▸ **YOUR OBJECTIVE**: In the entries below, count the lines that hold the string "Newline" and state only that count.

▸ **SOURCE MATERIAL**:
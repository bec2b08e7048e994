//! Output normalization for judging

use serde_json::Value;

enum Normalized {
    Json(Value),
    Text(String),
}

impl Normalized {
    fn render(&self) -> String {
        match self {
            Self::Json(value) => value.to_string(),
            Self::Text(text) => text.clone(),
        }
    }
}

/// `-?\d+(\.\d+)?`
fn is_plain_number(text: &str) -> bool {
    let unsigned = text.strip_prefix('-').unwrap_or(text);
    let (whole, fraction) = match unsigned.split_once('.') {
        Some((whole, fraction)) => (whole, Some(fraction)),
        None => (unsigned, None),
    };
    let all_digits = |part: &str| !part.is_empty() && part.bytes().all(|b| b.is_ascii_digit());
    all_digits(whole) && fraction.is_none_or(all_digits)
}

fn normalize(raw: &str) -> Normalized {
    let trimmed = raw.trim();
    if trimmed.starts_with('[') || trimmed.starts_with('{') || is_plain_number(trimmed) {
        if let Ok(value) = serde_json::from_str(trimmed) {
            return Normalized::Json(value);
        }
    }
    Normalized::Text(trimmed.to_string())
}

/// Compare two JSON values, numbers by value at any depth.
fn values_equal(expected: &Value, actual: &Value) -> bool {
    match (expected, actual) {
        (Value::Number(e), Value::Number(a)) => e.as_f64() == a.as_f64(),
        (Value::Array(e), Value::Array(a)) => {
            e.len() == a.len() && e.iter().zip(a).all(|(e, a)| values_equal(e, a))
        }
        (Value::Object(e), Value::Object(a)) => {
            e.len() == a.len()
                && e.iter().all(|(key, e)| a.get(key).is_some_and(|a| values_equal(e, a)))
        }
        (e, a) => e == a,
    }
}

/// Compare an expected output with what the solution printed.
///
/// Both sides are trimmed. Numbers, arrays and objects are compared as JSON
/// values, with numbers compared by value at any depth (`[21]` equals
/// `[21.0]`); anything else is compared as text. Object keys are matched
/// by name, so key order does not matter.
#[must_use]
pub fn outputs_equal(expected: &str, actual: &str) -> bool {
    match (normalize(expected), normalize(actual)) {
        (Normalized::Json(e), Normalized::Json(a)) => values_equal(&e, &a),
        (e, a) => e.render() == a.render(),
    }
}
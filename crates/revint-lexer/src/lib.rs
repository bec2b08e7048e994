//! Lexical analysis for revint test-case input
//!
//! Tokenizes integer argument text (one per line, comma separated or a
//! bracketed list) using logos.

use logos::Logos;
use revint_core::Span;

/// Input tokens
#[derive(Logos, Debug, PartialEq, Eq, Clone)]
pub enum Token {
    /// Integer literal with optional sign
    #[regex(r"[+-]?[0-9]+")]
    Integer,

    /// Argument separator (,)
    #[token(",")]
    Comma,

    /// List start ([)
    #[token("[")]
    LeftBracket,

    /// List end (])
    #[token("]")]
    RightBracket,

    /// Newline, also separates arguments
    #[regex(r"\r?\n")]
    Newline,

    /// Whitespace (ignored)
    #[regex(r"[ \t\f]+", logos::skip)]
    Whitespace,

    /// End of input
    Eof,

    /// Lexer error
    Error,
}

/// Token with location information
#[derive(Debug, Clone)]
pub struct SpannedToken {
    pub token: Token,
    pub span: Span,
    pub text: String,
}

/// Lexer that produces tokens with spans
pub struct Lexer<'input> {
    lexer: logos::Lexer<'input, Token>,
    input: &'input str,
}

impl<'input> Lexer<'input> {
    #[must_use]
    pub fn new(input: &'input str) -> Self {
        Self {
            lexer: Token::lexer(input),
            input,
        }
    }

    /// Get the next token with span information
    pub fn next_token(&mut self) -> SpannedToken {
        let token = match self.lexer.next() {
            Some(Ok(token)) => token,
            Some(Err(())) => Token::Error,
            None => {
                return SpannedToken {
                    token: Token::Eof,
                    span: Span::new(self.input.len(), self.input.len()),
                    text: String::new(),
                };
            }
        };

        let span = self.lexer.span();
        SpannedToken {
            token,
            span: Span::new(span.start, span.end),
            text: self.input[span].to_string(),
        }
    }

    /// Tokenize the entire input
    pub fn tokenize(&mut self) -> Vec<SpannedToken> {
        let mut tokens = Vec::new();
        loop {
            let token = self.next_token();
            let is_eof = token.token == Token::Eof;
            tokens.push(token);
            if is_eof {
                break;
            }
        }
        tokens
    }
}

▸ **RESULT FOR THIS TASK**: 2